## [What to work on]
For this exercise, transcribe all of the records exactly as given.

## [Stored data entries]
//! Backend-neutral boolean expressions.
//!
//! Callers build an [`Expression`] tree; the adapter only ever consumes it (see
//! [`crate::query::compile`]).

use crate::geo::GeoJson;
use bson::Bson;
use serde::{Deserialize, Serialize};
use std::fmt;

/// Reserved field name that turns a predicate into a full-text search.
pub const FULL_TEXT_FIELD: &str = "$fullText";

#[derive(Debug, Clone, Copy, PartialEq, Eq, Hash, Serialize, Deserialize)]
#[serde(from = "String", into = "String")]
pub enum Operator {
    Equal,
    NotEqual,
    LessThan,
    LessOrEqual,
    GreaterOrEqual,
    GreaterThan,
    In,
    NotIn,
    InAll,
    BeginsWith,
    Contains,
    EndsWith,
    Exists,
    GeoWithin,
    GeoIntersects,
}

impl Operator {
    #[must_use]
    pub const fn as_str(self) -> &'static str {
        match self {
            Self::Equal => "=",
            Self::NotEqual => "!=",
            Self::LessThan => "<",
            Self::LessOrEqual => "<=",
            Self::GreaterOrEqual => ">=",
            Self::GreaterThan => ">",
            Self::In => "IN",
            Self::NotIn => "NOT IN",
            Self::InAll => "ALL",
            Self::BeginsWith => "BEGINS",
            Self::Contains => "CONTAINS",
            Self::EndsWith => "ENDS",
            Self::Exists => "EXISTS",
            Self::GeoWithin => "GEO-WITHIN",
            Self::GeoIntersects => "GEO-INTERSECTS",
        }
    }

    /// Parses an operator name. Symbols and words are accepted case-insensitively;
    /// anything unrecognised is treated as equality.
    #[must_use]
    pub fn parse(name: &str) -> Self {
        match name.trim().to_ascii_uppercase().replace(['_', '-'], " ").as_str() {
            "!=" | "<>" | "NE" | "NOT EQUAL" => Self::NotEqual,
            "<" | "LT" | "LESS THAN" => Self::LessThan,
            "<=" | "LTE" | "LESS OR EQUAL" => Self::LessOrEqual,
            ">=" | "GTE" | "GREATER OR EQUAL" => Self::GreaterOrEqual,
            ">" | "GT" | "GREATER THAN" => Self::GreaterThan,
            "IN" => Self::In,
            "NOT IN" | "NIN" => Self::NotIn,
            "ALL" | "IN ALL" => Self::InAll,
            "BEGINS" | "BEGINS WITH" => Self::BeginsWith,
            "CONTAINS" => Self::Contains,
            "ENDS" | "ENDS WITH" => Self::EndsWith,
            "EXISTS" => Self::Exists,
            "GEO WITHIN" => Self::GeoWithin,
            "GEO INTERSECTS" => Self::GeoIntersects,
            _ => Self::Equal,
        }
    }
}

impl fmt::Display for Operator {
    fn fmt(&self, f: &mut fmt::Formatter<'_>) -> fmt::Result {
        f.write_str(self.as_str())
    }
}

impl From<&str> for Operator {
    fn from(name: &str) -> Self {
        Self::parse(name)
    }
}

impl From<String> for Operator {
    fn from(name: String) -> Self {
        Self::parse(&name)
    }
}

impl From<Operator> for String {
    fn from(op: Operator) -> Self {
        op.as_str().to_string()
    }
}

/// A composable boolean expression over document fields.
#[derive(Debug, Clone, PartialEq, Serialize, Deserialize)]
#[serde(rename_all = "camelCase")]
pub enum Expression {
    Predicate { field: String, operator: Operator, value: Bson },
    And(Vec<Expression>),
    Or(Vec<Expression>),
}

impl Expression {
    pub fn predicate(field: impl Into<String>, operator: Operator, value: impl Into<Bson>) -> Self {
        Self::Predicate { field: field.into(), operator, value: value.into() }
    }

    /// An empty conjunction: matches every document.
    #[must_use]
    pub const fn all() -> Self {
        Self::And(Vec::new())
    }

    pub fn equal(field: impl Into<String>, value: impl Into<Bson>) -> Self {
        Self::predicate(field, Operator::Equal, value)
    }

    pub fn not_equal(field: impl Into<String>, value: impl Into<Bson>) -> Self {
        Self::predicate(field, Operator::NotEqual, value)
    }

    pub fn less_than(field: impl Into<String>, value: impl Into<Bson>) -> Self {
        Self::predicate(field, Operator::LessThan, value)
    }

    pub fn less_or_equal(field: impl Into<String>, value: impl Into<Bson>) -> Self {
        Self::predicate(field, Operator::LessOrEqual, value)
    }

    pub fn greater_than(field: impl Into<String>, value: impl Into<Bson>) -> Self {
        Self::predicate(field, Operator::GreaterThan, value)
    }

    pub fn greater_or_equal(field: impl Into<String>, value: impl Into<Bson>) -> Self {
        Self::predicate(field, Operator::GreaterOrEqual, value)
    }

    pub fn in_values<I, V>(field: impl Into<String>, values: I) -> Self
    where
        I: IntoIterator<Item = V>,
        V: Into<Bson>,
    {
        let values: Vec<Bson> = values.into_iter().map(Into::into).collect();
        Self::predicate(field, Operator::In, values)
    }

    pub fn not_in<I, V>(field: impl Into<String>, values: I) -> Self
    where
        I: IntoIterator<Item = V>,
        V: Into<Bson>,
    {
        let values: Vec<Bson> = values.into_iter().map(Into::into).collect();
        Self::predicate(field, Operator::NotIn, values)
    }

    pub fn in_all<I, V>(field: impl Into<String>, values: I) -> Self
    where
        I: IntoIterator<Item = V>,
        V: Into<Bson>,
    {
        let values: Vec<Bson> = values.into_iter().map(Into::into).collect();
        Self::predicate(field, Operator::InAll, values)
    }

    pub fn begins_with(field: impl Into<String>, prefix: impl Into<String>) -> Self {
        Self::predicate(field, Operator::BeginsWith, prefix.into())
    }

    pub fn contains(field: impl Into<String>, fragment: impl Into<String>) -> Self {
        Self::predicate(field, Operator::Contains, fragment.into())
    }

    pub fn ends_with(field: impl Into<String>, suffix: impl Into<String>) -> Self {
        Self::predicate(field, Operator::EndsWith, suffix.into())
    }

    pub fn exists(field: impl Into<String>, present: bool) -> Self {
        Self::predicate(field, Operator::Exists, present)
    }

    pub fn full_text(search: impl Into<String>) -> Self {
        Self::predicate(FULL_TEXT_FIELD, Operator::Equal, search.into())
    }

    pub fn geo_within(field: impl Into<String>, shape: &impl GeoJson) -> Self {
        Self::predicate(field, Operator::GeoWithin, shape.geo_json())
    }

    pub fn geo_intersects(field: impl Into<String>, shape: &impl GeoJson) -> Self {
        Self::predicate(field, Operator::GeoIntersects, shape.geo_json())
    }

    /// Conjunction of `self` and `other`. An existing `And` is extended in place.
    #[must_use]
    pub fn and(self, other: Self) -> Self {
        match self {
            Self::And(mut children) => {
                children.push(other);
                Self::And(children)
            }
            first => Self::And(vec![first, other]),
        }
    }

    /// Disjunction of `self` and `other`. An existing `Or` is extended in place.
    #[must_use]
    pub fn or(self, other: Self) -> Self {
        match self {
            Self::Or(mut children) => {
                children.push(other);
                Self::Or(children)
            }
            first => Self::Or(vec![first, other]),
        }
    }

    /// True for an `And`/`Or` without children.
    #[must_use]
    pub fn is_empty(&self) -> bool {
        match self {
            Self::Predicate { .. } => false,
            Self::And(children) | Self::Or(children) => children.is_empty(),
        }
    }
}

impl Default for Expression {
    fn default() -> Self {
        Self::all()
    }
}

## [Reply]
//! Backend-neutral boolean expressions.
//!
//! Callers build an [`Expression`] tree; the adapter only ever consumes it (see
//! [`crate::query::compile`]).

use crate::geo::GeoJson;
use bson::Bson;
use serde::{Deserialize, Serialize};
use std::fmt;

/// Reserved field name that turns a predicate into a full-text search.
pub const FULL_TEXT_FIELD: &str = "$fullText";

#[derive(Debug, Clone, Copy, PartialEq, Eq, Hash, Serialize, Deserialize)]
#[serde(from = "String", into = "String")]
pub enum Operator {
    Equal,
    NotEqual,
    LessThan,
    LessOrEqual,
    GreaterOrEqual,
    GreaterThan,
    In,
    NotIn,
    InAll,
    BeginsWith,
    Contains,
    EndsWith,
    Exists,
    GeoWithin,
    GeoIntersects,
}

impl Operator {
    #[must_use]
    pub const fn as_str(self) -> &'static str {
        match self {
            Self::Equal => "=",
            Self::NotEqual => "!=",
            Self::LessThan => "<",
            Self::LessOrEqual => "<=",
            Self::GreaterOrEqual => ">=",
            Self::GreaterThan => ">",
            Self::In => "IN",
            Self::NotIn => "NOT IN",
            Self::InAll => "ALL",
            Self::BeginsWith => "BEGINS",
            Self::Contains => "CONTAINS",
            Self::EndsWith => "ENDS",
            Self::Exists => "EXISTS",
            Self::GeoWithin => "GEO-WITHIN",
            Self::GeoIntersects => "GEO-INTERSECTS",
        }
    }

    /// Parses an operator name. Symbols and words are accepted case-insensitively;
    /// anything unrecognised is treated as equality.
    #[must_use]
    pub fn parse(name: &str) -> Self {
        match name.trim().to_ascii_uppercase().replace(['_', '-'], " ").as_str() {
            "!=" | "<>" | "NE" | "NOT EQUAL" => Self::NotEqual,
            "<" | "LT" | "LESS THAN" => Self::LessThan,
            "<=" | "LTE" | "LESS OR EQUAL" => Self::LessOrEqual,
            ">=" | "GTE" | "GREATER OR EQUAL" => Self::GreaterOrEqual,
            ">" | "GT" | "GREATER THAN" => Self::GreaterThan,
            "IN" => Self::In,
            "NOT IN" | "NIN" => Self::NotIn,
            "ALL" | "IN ALL" => Self::InAll,
            "BEGINS" | "BEGINS WITH" => Self::BeginsWith,
            "CONTAINS" => Self::Contains,
            "ENDS" | "ENDS WITH" => Self::EndsWith,
            "EXISTS" => Self::Exists,
            "GEO WITHIN" => Self::GeoWithin,
            "GEO INTERSECTS" => Self::GeoIntersects,
            _ => Self::Equal,
        }
    }
}

impl fmt::Display for Operator {
    fn fmt(&self, f: &mut fmt::Formatter<'_>) -> fmt::Result {
        f.write_str(self.as_str())
    }
}

impl From<&str> for Operator {
    fn from(name: &str) -> Self {
        Self::parse(name)
    }
}

impl From<String> for Operator {
    fn from(name: String) -> Self {
        Self::parse(&name)
    }
}

impl From<Operator> for String {
    fn from(op: Operator) -> Self {
        op.as_str().to_string()
    }
}

/// A composable boolean expression over document fields.
#[derive(Debug, Clone, PartialEq, Serialize, Deserialize)]
#[serde(rename_all = "camelCase")]
pub enum Expression {
    Predicate { field: String, operator: Operator, value: Bson },
    And(Vec<Expression>),
    Or(Vec<Expression>),
}

impl Expression {
    pub fn predicate(field: impl Into<String>, operator: Operator, value: impl Into<Bson>) -> Self {
        Self::Predicate { field: field.into(), operator, value: value.into() }
    }

    /// An empty conjunction: matches every document.
    #[must_use]
    pub const fn all() -> Self {
        Self::And(Vec::new())
    }

    pub fn equal(field: impl Into<String>, value: impl Into<Bson>) -> Self {
        Self::predicate(field, Operator::Equal, value)
    }

    pub fn not_equal(field: impl Into<String>, value: impl Into<Bson>) -> Self {
        Self::predicate(field, Operator::NotEqual, value)
    }

    pub fn less_than(field: impl Into<String>, value: impl Into<Bson>) -> Self {
        Self::predicate(field, Operator::LessThan, value)
    }

    pub fn less_or_equal(field: impl Into<String>, value: impl Into<Bson>) -> Self {
        Self::predicate(field, Operator::LessOrEqual, value)
    }

    pub fn greater_than(field: impl Into<String>, value: impl Into<Bson>) -> Self {
        Self::predicate(field, Operator::GreaterThan, value)
    }

    pub fn greater_or_equal(field: impl Into<String>, value: impl Into<Bson>) -> Self {
        Self::predicate(field, Operator::GreaterOrEqual, value)
    }

    pub fn in_values<I, V>(field: impl Into<String>, values: I) -> Self
    where
        I: IntoIterator<Item = V>,
        V: Into<Bson>,
    {
        let values: Vec<Bson> = values.into_iter().map(Into::into).collect();
        Self::predicate(field, Operator::In, values)
    }

    pub fn not_in<I, V>(field: impl Into<String>, values: I) -> Self
    where
        I: IntoIterator<Item = V>,
        V: Into<Bson>,
    {
        let values: Vec<Bson> = values.into_iter().map(Into::into).collect();
        Self::predicate(field, Operator::NotIn, values)
    }

    pub fn in_all<I, V>(field: impl Into<String>, values: I) -> Self
    where
        I: IntoIterator<Item = V>,
        V: Into<Bson>,
    {
        let values: Vec<Bson> = values.into_iter().map(Into::into).collect();
        Self::predicate(field, Operator::InAll, values)
    }

    pub fn begins_with(field: impl Into<String>, prefix: impl Into<String>) -> Self {
        Self::predicate(field, Operator::BeginsWith, prefix.into())
    }

    pub fn contains(field: impl Into<String>, fragment: impl Into<String>) -> Self {
        Self::predicate(field, Operator::Contains, fragment.into())
    }

    pub fn ends_with(field: impl Into<String>, suffix: impl Into<String>) -> Self {
        Self::predicate(field, Operator::EndsWith, suffix.into())
    }

    pub fn exists(field: impl Into<String>, present: bool) -> Self {
        Self::predicate(field, Operator::Exists, present)
    }

    pub fn full_text(search: impl Into<String>) -> Self {
        Self::predicate(FULL_TEXT_FIELD, Operator::Equal, search.into())
    }

    pub fn geo_within(field: impl Into<String>, shape: &impl GeoJson) -> Self {
        Self::predicate(field, Operator::GeoWithin, shape.geo_json())
    }

    pub fn geo_intersects(field: impl Into<String>, shape: &impl GeoJson) -> Self {
        Self::predicate(field, Operator::GeoIntersects, shape.geo_json())
    }

    /// Conjunction of `self` and `other`. An existing `And` is extended in place.
    #[must_use]
    pub fn and(self, other: Self) -> Self {
        match self {
            Self::And(mut children) => {
                children.push(other);
                Self::And(children)
            }
            first => Self::And(vec![first, other]),
        }
    }

    /// Disjunction of `self` and `other`. An existing `Or` is extended in place.
    #[must_use]
    pub fn or(self, other: Self) -> Self {
        match self {
            Self::Or(mut children) => {
                children.push(other);
                Self::Or(children)
            }
            first => Self::Or(vec![first, other]),
        }
    }

    /// True for an `And`/`Or` without children.
    #[must_use]
    pub fn is_empty(&self) -> bool {
        match self {
            Self::Predicate { .. } => false,
            Self::And(children) | Self::Or(children) => children.is_empty(),
        }
    }
}

impl Default for Expression {
    fn default() -> Self {
        Self::all()
    }
}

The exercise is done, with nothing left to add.